The help I have received in my time at the Work Programme so far has amassed as follows:

  • A one hour course on how to apply for jobs. This provided me with no new details, beside the fact that the course leader considered telling a room full of JSA recipients that if they were complaining about the lack of permanent employment available in our town, they should consider moving to another town. 
  • Repeated agreements from my advisors to look over my CV either before or during my next appointment. As of yet, I have only found myself told it would get overlooked. I was then told it would be discussed further at my next session. 
  • Criticism for forgetting to write out my jobsearch twice, despite the fact I had handed in one copy just minutes beforehand at the Job Centre. Had they asked, I could have likely retrieved it from said Job Centre for the sake of that appointment alone. 
  • Promises of help in obtaining a basic IT qualification, in order to make moving into work a little easier. 

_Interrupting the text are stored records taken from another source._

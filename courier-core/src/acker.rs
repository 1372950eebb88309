//! Provides the bookkeeping behind the acknowledgment protocol.
//!
//! Every message handed out by a [`Receiver`](crate::receiver::Receiver)
//! carries an [`AckHandle`]: the identity of the receiver that delivered it,
//! the subscription it arrived on, and the backend token (an AMQP delivery
//! tag, a lock token) needed to settle it. Settling means exactly one of confirm, reject or dead-letter.
//!
//! The receiver tracks each outstanding delivery in an [`AckLedger`]. The
//! per-message state machine is small:
//!
//! ```text
//!            claim              settle
//! Pending ----------> Settling --------> (removed)
//!    ^                   |
//!    +-------------------+
//!      backend call failed
//! ```
//!
//! A delivery can only be claimed while `Pending`, so two racing settlements
//! of the same message cannot both reach the broker. This matters for AMQP,
//! where acknowledging an unknown delivery tag closes the whole channel.
use std::sync::atomic::{AtomicU64, Ordering};

use dashmap::DashMap;
use tracing::trace;
use uuid::Uuid;

use crate::error::{MessagingError, Result};

/// Identity of a receiver instance.
///
/// Each [`QueueReceiver`](crate::receiver::QueueReceiver) draws a fresh id on
/// construction, so handles can never be confused between instances, even
/// between two receivers on the same queue.
#[derive(Clone, Copy, Debug, PartialEq, Eq, Hash)]
pub struct ReceiverId(u64);

impl ReceiverId {
    pub(crate) fn next() -> Self {
        static NEXT: AtomicU64 = AtomicU64::new(1);
        Self(NEXT.fetch_add(1, Ordering::Relaxed))
    }
}

impl std::fmt::Display for ReceiverId {
    fn fmt(&self, f: &mut std::fmt::Formatter<'_>) -> std::fmt::Result {
        write!(f, "receiver-{}", self.0)
    }
}

/// Identity of one subscription of a receiver.
///
/// Backend tokens are only unique within a subscription: AMQP delivery tags
/// restart at 1 on every channel.
#[derive(Clone, Copy, Debug, PartialEq, Eq, Hash)]
pub struct SessionId(u64);

impl SessionId {
    pub(crate) fn next() -> Self {
        static NEXT: AtomicU64 = AtomicU64::new(1);
        Self(NEXT.fetch_add(1, Ordering::Relaxed))
    }
}

/// Backend token identifying one delivery.
#[derive(Clone, Debug, PartialEq, Eq, Hash)]
pub enum DeliveryToken {
    /// AMQP delivery tag, scoped to the channel that received it.
    Tag(u64),
    /// Lock token of a peek-locked delivery.
    Lock(Uuid),
}

impl std::fmt::Display for DeliveryToken {
    fn fmt(&self, f: &mut std::fmt::Formatter<'_>) -> std::fmt::Result {
        match self {
            Self::Tag(tag) => write!(f, "tag:{tag}"),
            Self::Lock(token) => write!(f, "lock:{token}"),
        }
    }
}

/// The acknowledgment handle attached to delivered messages.
#[derive(Clone, Debug, PartialEq, Eq, Hash)]
pub struct AckHandle {
    receiver: ReceiverId,
    session: SessionId,
    token: DeliveryToken,
    settled_on_receipt: bool,
}

impl AckHandle {
    pub(crate) fn new(
        receiver: ReceiverId,
        session: SessionId,
        token: DeliveryToken,
        settled_on_receipt: bool,
    ) -> Self {
        Self {
            receiver,
            session,
            token,
            settled_on_receipt,
        }
    }

    pub fn receiver(&self) -> ReceiverId {
        self.receiver
    }

    pub fn session(&self) -> SessionId {
        self.session
    }

    pub fn token(&self) -> &DeliveryToken {
        &self.token
    }

    /// Whether the broker settled the delivery when handing it out (AMQP
    /// auto-ack, receive-and-delete). Confirming or rejecting such a message
    /// does nothing.
    pub fn settled_on_receipt(&self) -> bool {
        self.settled_on_receipt
    }
}

/// The terminal outcomes of a delivery.
#[derive(Clone, Copy, Debug, PartialEq, Eq)]
pub enum Settlement {
    Confirm,
    Reject,
    DeadLetter,
}

impl std::fmt::Display for Settlement {
    fn fmt(&self, f: &mut std::fmt::Formatter<'_>) -> std::fmt::Result {
        match self {
            Self::Confirm => write!(f, "confirm"),
            Self::Reject => write!(f, "reject"),
            Self::DeadLetter => write!(f, "dead-letter"),
        }
    }
}

#[derive(Clone, Copy, Debug, PartialEq, Eq)]
pub enum AckState {
    /// Delivered, not yet settled.
    Pending,
    /// A settlement is in flight.
    Settling,
}

/// Outstanding deliveries of one subscription.
#[derive(Default)]
pub struct AckLedger {
    deliveries: DashMap<DeliveryToken, AckState>,
}

impl AckLedger {
    pub fn new() -> Self {
        Self::default()
    }

    /// Start tracking a fresh delivery.
    pub fn track(&self, token: DeliveryToken) {
        self.deliveries.insert(token, AckState::Pending);
    }

    pub fn state(&self, token: &DeliveryToken) -> Option<AckState> {
        self.deliveries.get(token).map(|state| *state)
    }

    /// Number of deliveries that are not settled yet.
    pub fn outstanding(&self) -> usize {
        self.deliveries.len()
    }

    /// Stop tracking a delivery the broker no longer associates with us.
    pub fn forget(&self, token: &DeliveryToken) {
        self.deliveries.remove(token);
    }

    /// Ensure the delivery is pending without claiming it.
    pub fn ensure_pending(&self, token: &DeliveryToken, message_id: &str) -> Result<()> {
        match self.state(token) {
            Some(AckState::Pending) => Ok(()),
            Some(AckState::Settling) => Err(MessagingError::invalid_state(format!(
                "message {message_id} is being settled"
            ))),
            None => Err(MessagingError::invalid_state(format!(
                "message {message_id} is not awaiting settlement"
            ))),
        }
    }

    /// Move a delivery from `Pending` to `Settling`.
    ///
    /// The returned [`Claim`] must be [settled](Claim::settle) once the
    /// backend accepted the settlement; dropping it instead puts the delivery
    /// back to `Pending`.
    pub fn claim(&self, token: &DeliveryToken, message_id: &str) -> Result<Claim<'_>> {
        match self.deliveries.get_mut(token) {
            Some(mut state) if *state == AckState::Pending => {
                *state = AckState::Settling;
            }
            Some(_) => {
                return Err(MessagingError::invalid_state(format!(
                    "message {message_id} is being settled"
                )))
            }
            None => {
                return Err(MessagingError::invalid_state(format!(
                    "message {message_id} is not awaiting settlement"
                )))
            }
        }

        Ok(Claim {
            ledger: self,
            token: token.clone(),
            settled: false,
        })
    }
}

/// Exclusive right to settle one delivery.
pub struct Claim<'a> {
    ledger: &'a AckLedger,
    token: DeliveryToken,
    settled: bool,
}

impl Claim<'_> {
    /// Record the settlement and stop tracking the delivery.
    pub fn settle(mut self, settlement: Settlement) {
        trace!(token = %self.token, %settlement, "delivery settled");
        self.ledger.deliveries.remove(&self.token);
        self.settled = true;
    }
}

impl Drop for Claim<'_> {
    fn drop(&mut self) {
        if self.settled {
            return;
        }

        if let Some(mut state) = self.ledger.deliveries.get_mut(&self.token) {
            *state = AckState::Pending;
        }
    }
}

#[cfg(test)]
mod tests {
    use super::*;

    #[test]
    fn receiver_ids_are_unique() {
        assert_ne!(ReceiverId::next(), ReceiverId::next());
        assert_ne!(SessionId::next(), SessionId::next());
    }

    #[test]
    fn settled_delivery_cannot_be_claimed_again() {
        let ledger = AckLedger::new();
        let token = DeliveryToken::Tag(1);
        ledger.track(token.clone());

        ledger
            .claim(&token, "a")
            .unwrap()
            .settle(Settlement::Confirm);

        assert_eq!(ledger.state(&token), None);
        assert!(matches!(
            ledger.claim(&token, "a"),
            Err(MessagingError::InvalidState(_))
        ));
    }

    #[test]
    fn concurrent_claims_are_exclusive() {
        let ledger = AckLedger::new();
        let token = DeliveryToken::Tag(7);
        ledger.track(token.clone());

        let claim = ledger.claim(&token, "a").unwrap();
        assert_eq!(ledger.state(&token), Some(AckState::Settling));
        assert!(ledger.claim(&token, "a").is_err());
        assert!(ledger.ensure_pending(&token, "a").is_err());
        drop(claim);
    }

    #[test]
    fn dropped_claim_returns_to_pending() {
        let ledger = AckLedger::new();
        let token = DeliveryToken::Lock(Uuid::new_v4());
        ledger.track(token.clone());

        drop(ledger.claim(&token, "a").unwrap());

        assert_eq!(ledger.state(&token), Some(AckState::Pending));
        assert_eq!(ledger.outstanding(), 1);
        assert!(ledger.claim(&token, "a").is_ok());
    }
}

  • A four day course that was supposed to focus on improving your chances of finding a job, but instead focused on Problem Solving for Idiots. 
  • Criticism for bringing my son to an appointment having previously been told by another advisor that it would be acceptable to do so, due to a lack of childcare. 
  • Threats of sanctioning for asking if it would be possible to take on a voluntary work experience placement during term time, as opposed to during school holidays. 
  • An email that demanded I applied for a pot-washing job that started at 8pm and finished after public transport in our town ended. 

No-one enters the benefits system, expecting a job to be handed to them on a plate. What we do expect, however, is to receive the support we need to find our way back into work. And while the achievements and the work people do outside of paid employment, particularly lone parents, goes unrecognised as such, is it any wonder so many people struggle to find themselves leaving benefits behind for good?